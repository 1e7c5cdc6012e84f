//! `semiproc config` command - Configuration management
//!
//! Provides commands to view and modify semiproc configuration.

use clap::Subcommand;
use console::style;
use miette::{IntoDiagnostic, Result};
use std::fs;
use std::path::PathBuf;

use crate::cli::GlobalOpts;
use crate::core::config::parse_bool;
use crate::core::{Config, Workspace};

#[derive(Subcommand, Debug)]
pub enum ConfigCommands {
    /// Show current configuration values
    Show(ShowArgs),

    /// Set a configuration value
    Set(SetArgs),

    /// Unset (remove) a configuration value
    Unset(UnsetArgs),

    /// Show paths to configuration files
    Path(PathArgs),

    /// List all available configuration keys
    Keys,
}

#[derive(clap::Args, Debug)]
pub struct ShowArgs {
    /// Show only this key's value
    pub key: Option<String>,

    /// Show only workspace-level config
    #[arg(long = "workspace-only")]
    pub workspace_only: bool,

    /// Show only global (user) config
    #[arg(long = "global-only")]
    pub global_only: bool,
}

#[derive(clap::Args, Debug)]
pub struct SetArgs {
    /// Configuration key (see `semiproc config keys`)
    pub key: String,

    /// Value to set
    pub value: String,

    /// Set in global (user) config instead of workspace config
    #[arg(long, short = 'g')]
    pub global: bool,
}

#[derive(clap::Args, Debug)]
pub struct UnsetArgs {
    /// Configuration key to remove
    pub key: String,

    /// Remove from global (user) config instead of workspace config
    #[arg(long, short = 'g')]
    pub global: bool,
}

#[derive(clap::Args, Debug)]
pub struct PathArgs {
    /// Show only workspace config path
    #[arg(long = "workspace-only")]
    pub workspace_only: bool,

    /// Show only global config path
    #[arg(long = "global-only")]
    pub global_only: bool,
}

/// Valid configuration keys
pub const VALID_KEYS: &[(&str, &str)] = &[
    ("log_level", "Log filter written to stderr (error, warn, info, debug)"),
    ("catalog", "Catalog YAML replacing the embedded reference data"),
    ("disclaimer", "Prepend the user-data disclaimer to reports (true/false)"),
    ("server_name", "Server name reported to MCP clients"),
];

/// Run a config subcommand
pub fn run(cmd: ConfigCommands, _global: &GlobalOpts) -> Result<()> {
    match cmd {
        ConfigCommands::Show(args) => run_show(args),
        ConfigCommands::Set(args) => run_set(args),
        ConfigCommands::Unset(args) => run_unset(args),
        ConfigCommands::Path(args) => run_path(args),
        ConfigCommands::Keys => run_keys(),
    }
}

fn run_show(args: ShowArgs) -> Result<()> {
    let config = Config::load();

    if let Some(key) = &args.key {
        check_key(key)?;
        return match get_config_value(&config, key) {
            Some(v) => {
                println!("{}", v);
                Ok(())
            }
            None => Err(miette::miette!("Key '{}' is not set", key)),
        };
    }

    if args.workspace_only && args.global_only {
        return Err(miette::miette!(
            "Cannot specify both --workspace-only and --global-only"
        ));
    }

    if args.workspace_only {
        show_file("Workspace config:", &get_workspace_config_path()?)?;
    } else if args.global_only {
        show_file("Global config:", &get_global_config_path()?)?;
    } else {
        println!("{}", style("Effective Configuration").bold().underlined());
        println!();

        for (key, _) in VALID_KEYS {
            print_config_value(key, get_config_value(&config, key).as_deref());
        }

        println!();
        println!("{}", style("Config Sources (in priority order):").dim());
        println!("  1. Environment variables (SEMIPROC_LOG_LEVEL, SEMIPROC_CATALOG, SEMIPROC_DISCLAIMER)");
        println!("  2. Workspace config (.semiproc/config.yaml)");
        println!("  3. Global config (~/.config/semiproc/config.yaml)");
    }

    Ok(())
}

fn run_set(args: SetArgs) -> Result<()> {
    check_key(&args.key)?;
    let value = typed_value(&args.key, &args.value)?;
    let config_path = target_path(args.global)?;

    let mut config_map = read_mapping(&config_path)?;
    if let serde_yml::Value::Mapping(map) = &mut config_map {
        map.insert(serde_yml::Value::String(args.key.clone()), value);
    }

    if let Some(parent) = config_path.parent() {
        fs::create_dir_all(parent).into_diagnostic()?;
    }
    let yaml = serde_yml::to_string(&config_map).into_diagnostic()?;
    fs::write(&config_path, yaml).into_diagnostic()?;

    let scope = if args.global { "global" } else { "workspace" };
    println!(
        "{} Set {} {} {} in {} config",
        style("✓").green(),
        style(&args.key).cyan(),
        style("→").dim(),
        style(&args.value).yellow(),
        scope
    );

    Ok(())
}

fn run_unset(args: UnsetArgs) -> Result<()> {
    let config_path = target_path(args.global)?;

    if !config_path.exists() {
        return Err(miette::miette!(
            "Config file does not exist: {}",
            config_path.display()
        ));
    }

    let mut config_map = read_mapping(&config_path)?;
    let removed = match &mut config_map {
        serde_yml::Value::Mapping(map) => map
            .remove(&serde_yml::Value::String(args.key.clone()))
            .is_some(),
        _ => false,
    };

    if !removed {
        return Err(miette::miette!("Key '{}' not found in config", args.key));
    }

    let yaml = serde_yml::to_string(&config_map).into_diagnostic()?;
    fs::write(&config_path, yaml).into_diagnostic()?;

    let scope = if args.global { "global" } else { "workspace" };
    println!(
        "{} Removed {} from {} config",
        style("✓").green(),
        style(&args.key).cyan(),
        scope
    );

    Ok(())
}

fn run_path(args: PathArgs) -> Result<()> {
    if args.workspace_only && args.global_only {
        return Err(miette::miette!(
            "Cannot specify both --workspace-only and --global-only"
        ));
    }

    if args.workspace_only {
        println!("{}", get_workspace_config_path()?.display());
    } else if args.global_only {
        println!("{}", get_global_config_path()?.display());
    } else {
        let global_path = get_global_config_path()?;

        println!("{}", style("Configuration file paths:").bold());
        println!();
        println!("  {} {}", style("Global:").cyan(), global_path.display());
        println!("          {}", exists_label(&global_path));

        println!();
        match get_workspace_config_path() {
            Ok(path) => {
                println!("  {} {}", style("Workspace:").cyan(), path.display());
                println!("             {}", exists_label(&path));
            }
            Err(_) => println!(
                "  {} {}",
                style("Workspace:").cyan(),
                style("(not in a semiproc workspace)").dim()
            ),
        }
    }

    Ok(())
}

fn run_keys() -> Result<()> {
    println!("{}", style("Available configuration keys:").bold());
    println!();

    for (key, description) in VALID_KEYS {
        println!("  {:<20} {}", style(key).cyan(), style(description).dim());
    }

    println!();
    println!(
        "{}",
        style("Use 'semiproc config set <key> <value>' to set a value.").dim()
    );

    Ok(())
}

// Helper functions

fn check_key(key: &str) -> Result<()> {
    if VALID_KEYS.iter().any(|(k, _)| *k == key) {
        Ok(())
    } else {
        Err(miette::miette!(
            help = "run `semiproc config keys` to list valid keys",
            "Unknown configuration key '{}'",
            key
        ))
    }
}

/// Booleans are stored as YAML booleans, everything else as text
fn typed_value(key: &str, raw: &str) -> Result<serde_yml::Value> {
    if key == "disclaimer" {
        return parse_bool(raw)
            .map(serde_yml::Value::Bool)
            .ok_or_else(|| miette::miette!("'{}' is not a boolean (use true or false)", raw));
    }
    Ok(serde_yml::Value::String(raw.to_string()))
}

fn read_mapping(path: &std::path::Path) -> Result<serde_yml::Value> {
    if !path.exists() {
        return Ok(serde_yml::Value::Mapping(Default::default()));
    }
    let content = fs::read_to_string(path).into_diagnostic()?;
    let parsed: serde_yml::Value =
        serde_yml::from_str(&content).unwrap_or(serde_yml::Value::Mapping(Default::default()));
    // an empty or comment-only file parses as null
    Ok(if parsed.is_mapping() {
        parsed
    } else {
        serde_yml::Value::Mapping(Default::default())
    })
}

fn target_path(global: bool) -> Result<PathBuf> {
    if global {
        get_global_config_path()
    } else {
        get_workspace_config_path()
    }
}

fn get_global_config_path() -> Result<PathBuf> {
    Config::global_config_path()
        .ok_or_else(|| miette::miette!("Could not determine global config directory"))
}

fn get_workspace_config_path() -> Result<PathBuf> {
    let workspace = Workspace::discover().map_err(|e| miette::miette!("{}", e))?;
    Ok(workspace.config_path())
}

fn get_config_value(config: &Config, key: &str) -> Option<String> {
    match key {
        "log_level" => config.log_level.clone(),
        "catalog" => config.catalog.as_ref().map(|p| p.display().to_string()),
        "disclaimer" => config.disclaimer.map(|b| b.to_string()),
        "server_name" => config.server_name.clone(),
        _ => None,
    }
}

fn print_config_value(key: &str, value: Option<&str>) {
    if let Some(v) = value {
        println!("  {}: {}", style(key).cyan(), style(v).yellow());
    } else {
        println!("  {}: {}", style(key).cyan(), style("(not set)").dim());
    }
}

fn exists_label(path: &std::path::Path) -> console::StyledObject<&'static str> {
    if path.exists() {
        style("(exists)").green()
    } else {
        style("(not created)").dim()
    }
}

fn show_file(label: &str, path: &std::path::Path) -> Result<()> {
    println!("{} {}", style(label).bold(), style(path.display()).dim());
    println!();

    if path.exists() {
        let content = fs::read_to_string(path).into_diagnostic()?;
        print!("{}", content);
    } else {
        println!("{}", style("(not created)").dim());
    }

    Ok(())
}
* * *
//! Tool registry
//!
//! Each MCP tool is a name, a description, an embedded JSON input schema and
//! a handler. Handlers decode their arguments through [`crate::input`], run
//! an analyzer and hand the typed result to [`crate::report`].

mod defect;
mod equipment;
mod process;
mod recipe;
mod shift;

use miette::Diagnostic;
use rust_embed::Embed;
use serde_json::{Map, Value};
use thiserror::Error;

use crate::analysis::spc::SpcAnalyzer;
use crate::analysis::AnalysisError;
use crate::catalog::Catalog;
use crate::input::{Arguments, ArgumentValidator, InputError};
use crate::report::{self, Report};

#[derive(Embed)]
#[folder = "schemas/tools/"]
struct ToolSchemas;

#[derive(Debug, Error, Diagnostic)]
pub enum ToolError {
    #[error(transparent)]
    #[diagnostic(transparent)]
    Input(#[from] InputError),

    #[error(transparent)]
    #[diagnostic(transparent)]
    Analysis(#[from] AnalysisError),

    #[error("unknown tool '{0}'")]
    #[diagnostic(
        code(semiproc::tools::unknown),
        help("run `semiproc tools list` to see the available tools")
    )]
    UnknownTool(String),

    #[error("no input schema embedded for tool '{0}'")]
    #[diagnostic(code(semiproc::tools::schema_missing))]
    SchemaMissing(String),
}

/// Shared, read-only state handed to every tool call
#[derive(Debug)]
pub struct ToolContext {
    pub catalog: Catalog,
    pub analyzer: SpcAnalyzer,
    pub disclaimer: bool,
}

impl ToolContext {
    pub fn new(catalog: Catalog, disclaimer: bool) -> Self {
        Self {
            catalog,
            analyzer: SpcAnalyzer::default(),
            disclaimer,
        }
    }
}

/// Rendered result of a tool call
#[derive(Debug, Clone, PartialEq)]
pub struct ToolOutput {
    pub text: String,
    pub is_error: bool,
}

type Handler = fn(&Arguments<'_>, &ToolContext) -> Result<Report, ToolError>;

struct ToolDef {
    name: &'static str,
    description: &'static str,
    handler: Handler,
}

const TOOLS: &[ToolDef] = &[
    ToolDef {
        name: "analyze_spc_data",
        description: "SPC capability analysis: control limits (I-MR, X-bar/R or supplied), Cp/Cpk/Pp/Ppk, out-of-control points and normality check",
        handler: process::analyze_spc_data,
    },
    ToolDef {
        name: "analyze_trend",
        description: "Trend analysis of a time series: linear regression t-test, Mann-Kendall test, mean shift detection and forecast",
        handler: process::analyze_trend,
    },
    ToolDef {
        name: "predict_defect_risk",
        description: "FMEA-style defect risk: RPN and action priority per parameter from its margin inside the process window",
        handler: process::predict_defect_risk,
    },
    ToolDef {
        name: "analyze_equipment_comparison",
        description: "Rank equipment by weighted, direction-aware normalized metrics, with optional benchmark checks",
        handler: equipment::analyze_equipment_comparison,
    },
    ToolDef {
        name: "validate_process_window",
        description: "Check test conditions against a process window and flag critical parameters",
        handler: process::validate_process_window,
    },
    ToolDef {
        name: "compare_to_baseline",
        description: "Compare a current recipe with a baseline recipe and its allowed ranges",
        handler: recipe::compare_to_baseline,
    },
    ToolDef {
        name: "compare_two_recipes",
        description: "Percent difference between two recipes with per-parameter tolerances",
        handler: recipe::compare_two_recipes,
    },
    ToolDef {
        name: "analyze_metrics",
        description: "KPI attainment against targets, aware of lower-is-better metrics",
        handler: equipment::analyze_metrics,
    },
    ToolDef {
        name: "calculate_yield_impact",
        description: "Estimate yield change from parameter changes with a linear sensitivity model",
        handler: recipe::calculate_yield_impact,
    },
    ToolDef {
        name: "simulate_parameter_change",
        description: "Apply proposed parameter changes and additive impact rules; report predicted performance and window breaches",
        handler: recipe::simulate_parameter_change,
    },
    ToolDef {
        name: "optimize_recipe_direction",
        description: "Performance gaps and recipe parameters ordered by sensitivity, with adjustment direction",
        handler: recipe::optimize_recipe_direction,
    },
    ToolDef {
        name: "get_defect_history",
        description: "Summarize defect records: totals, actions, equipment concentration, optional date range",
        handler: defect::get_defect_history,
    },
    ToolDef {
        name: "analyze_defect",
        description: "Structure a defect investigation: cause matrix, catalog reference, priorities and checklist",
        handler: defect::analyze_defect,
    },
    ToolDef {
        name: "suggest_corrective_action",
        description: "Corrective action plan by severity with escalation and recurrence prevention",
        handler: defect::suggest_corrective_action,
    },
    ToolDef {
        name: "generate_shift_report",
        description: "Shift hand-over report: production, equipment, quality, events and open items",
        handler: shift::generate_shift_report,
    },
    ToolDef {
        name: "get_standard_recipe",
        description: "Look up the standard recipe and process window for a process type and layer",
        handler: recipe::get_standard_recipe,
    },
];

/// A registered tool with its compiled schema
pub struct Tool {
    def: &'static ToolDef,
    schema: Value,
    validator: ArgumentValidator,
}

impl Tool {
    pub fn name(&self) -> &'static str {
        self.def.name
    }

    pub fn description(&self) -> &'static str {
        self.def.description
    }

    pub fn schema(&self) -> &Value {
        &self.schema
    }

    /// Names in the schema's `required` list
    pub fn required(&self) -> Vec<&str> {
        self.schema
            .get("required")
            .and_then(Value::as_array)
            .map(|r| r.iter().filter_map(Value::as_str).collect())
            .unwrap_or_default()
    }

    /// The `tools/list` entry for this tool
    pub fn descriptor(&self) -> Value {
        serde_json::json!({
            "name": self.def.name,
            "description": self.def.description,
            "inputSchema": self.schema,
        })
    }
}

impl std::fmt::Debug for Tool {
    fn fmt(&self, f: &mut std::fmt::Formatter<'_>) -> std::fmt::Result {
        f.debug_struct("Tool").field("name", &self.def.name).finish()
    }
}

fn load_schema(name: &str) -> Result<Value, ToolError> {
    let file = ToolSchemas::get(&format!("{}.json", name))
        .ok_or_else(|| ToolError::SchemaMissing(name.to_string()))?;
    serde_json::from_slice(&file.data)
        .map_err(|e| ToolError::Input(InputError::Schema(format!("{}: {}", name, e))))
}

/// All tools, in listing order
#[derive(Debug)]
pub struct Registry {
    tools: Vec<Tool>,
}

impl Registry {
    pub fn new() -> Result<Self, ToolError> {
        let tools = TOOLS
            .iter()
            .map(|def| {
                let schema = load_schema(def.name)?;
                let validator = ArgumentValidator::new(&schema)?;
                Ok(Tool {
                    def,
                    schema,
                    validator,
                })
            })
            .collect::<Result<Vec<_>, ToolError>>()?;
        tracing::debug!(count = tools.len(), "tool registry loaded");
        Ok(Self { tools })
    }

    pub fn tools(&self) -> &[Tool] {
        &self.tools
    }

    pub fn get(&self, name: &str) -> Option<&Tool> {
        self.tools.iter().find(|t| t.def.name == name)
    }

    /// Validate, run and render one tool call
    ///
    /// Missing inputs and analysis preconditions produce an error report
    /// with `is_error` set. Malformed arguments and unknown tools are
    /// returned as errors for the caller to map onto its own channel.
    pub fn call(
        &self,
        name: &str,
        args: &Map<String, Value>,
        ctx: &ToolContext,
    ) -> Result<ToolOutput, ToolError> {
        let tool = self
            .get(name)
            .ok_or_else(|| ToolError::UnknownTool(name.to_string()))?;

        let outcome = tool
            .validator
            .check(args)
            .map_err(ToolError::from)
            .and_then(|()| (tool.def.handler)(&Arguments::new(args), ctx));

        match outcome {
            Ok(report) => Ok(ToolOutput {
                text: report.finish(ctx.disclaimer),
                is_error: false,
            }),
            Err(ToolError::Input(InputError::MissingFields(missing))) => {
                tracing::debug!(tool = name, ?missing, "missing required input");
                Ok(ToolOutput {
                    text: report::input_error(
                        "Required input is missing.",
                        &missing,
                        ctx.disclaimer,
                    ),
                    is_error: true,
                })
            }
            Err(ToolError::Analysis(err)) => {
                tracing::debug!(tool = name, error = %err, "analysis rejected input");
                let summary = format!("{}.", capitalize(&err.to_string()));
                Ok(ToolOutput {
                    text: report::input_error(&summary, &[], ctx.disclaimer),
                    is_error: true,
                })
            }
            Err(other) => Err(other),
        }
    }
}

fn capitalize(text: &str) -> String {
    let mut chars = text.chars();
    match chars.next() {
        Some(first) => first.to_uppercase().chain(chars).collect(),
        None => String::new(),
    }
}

== Required action ==
With the line that has "to configuration files" as the first and the line that has "pub struct PathArgs" as the last, repeat exactly that run of lines above and no more.

== Final answer ==
    /// Show paths to configuration files
    Path(PathArgs),

    /// List all available configuration keys
    Keys,
}

#[derive(clap::Args, Debug)]
pub struct ShowArgs {
    /// Show only this key's value
    pub key: Option<String>,

    /// Show only workspace-level config
    #[arg(long = "workspace-only")]
    pub workspace_only: bool,

    /// Show only global (user) config
    #[arg(long = "global-only")]
    pub global_only: bool,
}

#[derive(clap::Args, Debug)]
pub struct SetArgs {
    /// Configuration key (see `semiproc config keys`)
    pub key: String,

    /// Value to set
    pub value: String,

    /// Set in global (user) config instead of workspace config
    #[arg(long, short = 'g')]
    pub global: bool,
}

#[derive(clap::Args, Debug)]
pub struct UnsetArgs {
    /// Configuration key to remove
    pub key: String,

    /// Remove from global (user) config instead of workspace config
    #[arg(long, short = 'g')]
    pub global: bool,
}

#[derive(clap::Args, Debug)]
pub struct PathArgs {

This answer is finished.